C++: Rotating a vector around a certain point

Question

I am trying to rotate a vector around a certain point on the vector(in C++):

1 2 3
4 5 6
7 8 9

rotated around the point (1,1) (which is the "5") 90 degrees would result in:

7 4 1
8 5 2
9 6 3

Right now I am using:

x = (x * cos(90)) - (y * sin(90))
y = (y * cos(90)) + (x * sin(90))

But I don't want it rotated around (0,0)

Answer 1

The answer depends on your coordinate system.

Computer graphics coordinate system, with (0,0) at Top left

If you are using a computer graphics vector implementation where (0,0) is the top left corner and you are rotating around the point (dx, dy), then the rotation calculation, including the translation back into the original coordinate system, would be:

x_rotated =      ((x - dx) * cos(angle)) - ((dy - y) * sin(angle)) + dx
y_rotated = dy - ((dy - y) * cos(angle)) + ((x - dx) * sin(angle))

Physics/Maths coordinate system, with (0,0) at Bottom left

If you are using a more traditional real world coordinate system, where (0,0) is the bottom left corner, then the rotation calculation, around the point (dx, dy) including the translation back into the original coordinate system, would be:

x_rotated = ((x - dx) * cos(angle)) - ((y - dy) * sin(angle)) + dx
y_rotated = ((x - dx) * sin(angle)) + ((y - dy) * cos(angle)) + dy

_{Thanks to mmx for their comment on Pesto's post, and to SkeletorFromEterenia for highlighting an error in my implementation.}

Answer 2

The solution is to translate the vector to a coordinate system in which the center of rotation is (0,0). Apply the rotation matrix and translate the vector back to the original coordinate system.

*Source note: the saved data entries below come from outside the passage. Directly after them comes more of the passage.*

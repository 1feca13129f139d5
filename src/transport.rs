//! Live event channel to the relay.

use std::sync::Arc;
use std::sync::atomic::{AtomicBool, Ordering};

use async_trait::async_trait;
use futures_util::{SinkExt, StreamExt};
use tokio::sync::mpsc::{self, UnboundedSender};
use tokio::task::JoinHandle;
use tokio_tungstenite::connect_async;
use tokio_tungstenite::tungstenite::Message as WsMessage;
use tokio_tungstenite::tungstenite::client::IntoClientRequest;
use tokio_tungstenite::tungstenite::http::HeaderValue;
use url::Url;

use crate::api::events::{ChannelEvent, Inbound};
use crate::error::{ChatError, ChatResult};
use crate::utils::bearer;

#[async_trait]
pub trait Transport: Send {
    /// Opens the channel for `user_id` and announces it with `join`.
    /// A no-op when a live channel for the same user already exists.
    async fn connect(&mut self, user_id: &str, inbound: UnboundedSender<Inbound>) -> ChatResult<()>;

    /// Releases the channel. Safe to call when none is open.
    async fn disconnect(&mut self);

    async fn publish(&mut self, event: ChannelEvent) -> ChatResult<()>;

    /// User the channel is joined as, while it is alive.
    fn connected_user(&self) -> Option<&str>;
}

struct Channel {
    user_id: String,
    outbound: UnboundedSender<WsMessage>,
    alive: Arc<AtomicBool>,
    reader: JoinHandle<()>,
    writer: JoinHandle<()>,
}

pub struct WsTransport {
    ws_url: Url,
    token: String,
    channel: Option<Channel>,
}

impl WsTransport {
    pub fn new(ws_url: Url, token: impl Into<String>) -> Self {
        Self { ws_url, token: token.into(), channel: None }
    }

    fn live_channel(&self) -> Option<&Channel> {
        self.channel.as_ref().filter(|c| c.alive.load(Ordering::SeqCst))
    }
}

#[async_trait]
impl Transport for WsTransport {
    async fn connect(&mut self, user_id: &str, inbound: UnboundedSender<Inbound>) -> ChatResult<()> {
        if self.connected_user() == Some(user_id) {
            return Ok(());
        }
        self.disconnect().await;

        let mut request = self.ws_url.as_str().into_client_request()?;
        let auth = HeaderValue::from_str(&bearer(&self.token))
            .map_err(|e| ChatError::Config(format!("token is not a valid header value: {}", e)))?;
        request.headers_mut().insert("Authorization", auth);

        let (ws_stream, _) = connect_async(request).await?;
        log::info!("channel connected to {} as {}", self.ws_url, user_id);
        let (mut sink, mut stream) = ws_stream.split();

        let join = ChannelEvent::Join(user_id.to_string()).to_frame()?;
        sink.send(WsMessage::Text(join)).await?;

        let (out_tx, mut out_rx) = mpsc::unbounded_channel::<WsMessage>();
        let writer = tokio::spawn(async move {
            while let Some(msg) = out_rx.recv().await {
                let closing = matches!(msg, WsMessage::Close(_));
                if let Err(e) = sink.send(msg).await {
                    log::debug!("channel write failed: {}", e);
                    break;
                }
                if closing {
                    break;
                }
            }
        });

        let alive = Arc::new(AtomicBool::new(true));
        let reader_alive = alive.clone();
        let reader = tokio::spawn(async move {
            let reason = loop {
                match stream.next().await {
                    Some(Ok(WsMessage::Text(text))) => match ChannelEvent::from_frame(&text) {
                        Ok(event) => {
                            if inbound.send(Inbound::Event(event)).is_err() {
                                break "session dropped".to_string();
                            }
                        }
                        Err(e) => log::warn!("ignoring malformed channel frame: {}", e),
                    },
                    Some(Ok(WsMessage::Close(frame))) => {
                        break frame.map(|f| f.reason.to_string()).unwrap_or_else(|| "closed by server".into());
                    }
                    Some(Ok(_)) => {}
                    Some(Err(e)) => break e.to_string(),
                    None => break "connection closed".to_string(),
                }
            };
            reader_alive.store(false, Ordering::SeqCst);
            log::warn!("channel disconnected: {}", reason);
            let _ = inbound.send(Inbound::Disconnected(reason));
        });

        self.channel = Some(Channel {
            user_id: user_id.to_string(),
            outbound: out_tx,
            alive,
            reader,
            writer,
        });
        Ok(())
    }

    async fn disconnect(&mut self) {
        let Some(channel) = self.channel.take() else {
            return;
        };
        // stop the reader first so a deliberate close is not reported as a drop
        channel.reader.abort();
        channel.alive.store(false, Ordering::SeqCst);
        let _ = channel.outbound.send(WsMessage::Close(None));
        drop(channel.outbound);
        let _ = channel.writer.await;
        log::info!("channel for {} released", channel.user_id);
    }

    async fn publish(&mut self, event: ChannelEvent) -> ChatResult<()> {
        let channel = self.live_channel().ok_or(ChatError::NotConnected)?;
        let frame = event.to_frame()?;
        channel
            .outbound
            .send(WsMessage::Text(frame))
            .map_err(|_| ChatError::Transport("channel writer has stopped".into()))?;
        log::debug!("published {}", event.name());
        Ok(())
    }

    fn connected_user(&self) -> Option<&str> {
        self.live_channel().map(|c| c.user_id.as_str())
    }
}
use chrono::{DateTime, Utc};
use serde::{Deserialize, Serialize};

/// Delivery state of a message. The derived ordering is the only legal
/// direction of travel: sending < sent < delivered < read.
#[derive(Debug, Clone, Copy, PartialEq, Eq, PartialOrd, Ord, Hash, Serialize, Deserialize)]
#[serde(rename_all = "lowercase")]
pub enum MessageStatus {
    Sending,
    Sent,
    Delivered,
    Read,
}

impl MessageStatus {
    pub fn as_str(&self) -> &'static str {
        match self {
            MessageStatus::Sending => "sending",
            MessageStatus::Sent => "sent",
            MessageStatus::Delivered => "delivered",
            MessageStatus::Read => "read",
        }
    }
}

#[derive(Debug, Serialize, Deserialize, Clone, PartialEq)]
#[serde(rename_all = "camelCase")]
pub struct Message {
    pub id: String,
    pub sender_id: String,
    pub receiver_id: String,
    pub content: String,
    pub timestamp: DateTime<Utc>,
    #[serde(default, skip_serializing_if = "Option::is_none")]
    pub status: Option<MessageStatus>,
}

impl Message {
    pub fn with_status(mut self, status: MessageStatus) -> Self {
        self.status = Some(status);
        self
    }

    /// The participant on the other side of this message, seen from `me`.
    pub fn peer_of<'a>(&'a self, me: &str) -> &'a str {
        if self.sender_id == me { &self.receiver_id } else { &self.sender_id }
    }
}

#[derive(Debug, Serialize, Deserialize, Clone, PartialEq, Eq)]
#[serde(rename_all = "camelCase")]
pub struct UserRef {
    pub id: String,
    pub first_name: String,
    pub last_name: String,
}

impl UserRef {
    pub fn display_name(&self) -> String {
        let full = format!("{} {}", self.first_name, self.last_name);
        let full = full.trim();
        if full.is_empty() { self.id.clone() } else { full.to_string() }
    }
}

/// One row of the chat list.
#[derive(Debug, Serialize, Deserialize, Clone, PartialEq)]
#[serde(rename_all = "camelCase")]
pub struct ChatSummary {
    pub id: String,
    pub user: UserRef,
    pub last_message: String,
    pub timestamp: DateTime<Utc>,
}

#[derive(Debug, Serialize, Deserialize, Clone, PartialEq)]
#[serde(rename_all = "camelCase")]
pub struct SendMessageRequest {
    pub receiver_id: String,
    pub content: String,
}

#[derive(Debug, Serialize, Deserialize, Clone, PartialEq)]
#[serde(rename_all = "camelCase")]
pub struct ReadRequest {
    pub message_id: String,
    pub reader_id: String,
}

#[derive(Debug, Serialize, Deserialize, Clone, PartialEq)]
#[serde(rename_all = "camelCase")]
pub struct ReadReceipt {
    pub message_id: String,
    pub reader_id: String,
    pub sender_id: String,
}

#[derive(Debug, Serialize, Deserialize, Clone)]
pub struct ErrorBody {
    pub error: ErrorDetail,
}

#[derive(Debug, Serialize, Deserialize, Clone)]
pub struct ErrorDetail {
    pub message: String,
}

impl ErrorBody {
    pub fn new(message: impl Into<String>) -> Self {
        Self { error: ErrorDetail { message: message.into() } }
    }
}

dx = x of rotation center  
dy = y of rotation center

V2 = V - [dx, dy, 0]  
V3 = V2 * rotation matrix  
Result = V3 + [dx, dy, 0]

Answer 3

Assuming you're using a standard vector implementation where (0,0) would be the top left corner and you're rotating around the point (x_origin, y_origin), this should do it:

x = ((x - x_origin) * cos(angle)) - ((y_origin - y) * sin(angle))
y = ((y_origin - y) * cos(angle)) - ((x - x_origin) * sin(angle))

Note that the y's are y_origin - y because the y value increases as you go down.

Answer 4

I found the answer from Mark Booth to be wrong (rotate (0,1,0) by 0 degrees and you get (0,-1,0) with his formula), and I ended up with:

double cs = cos_deg(new_degrees);
double sn = sin_deg(new_degrees);

double translated_x = x - x_origin;
double translated_y = y - y_origin;
    
double result_x = translated_x * cs - translated_y * sn;
double result_y = translated_x * sn + translated_y * cs;
    
result_x += x_origin;
result_y += y_origin;

This can be further shortened of course, but I want to make it as simple as possible.

Answer 5

You will need to use a translation matrix to move rotate about a different point.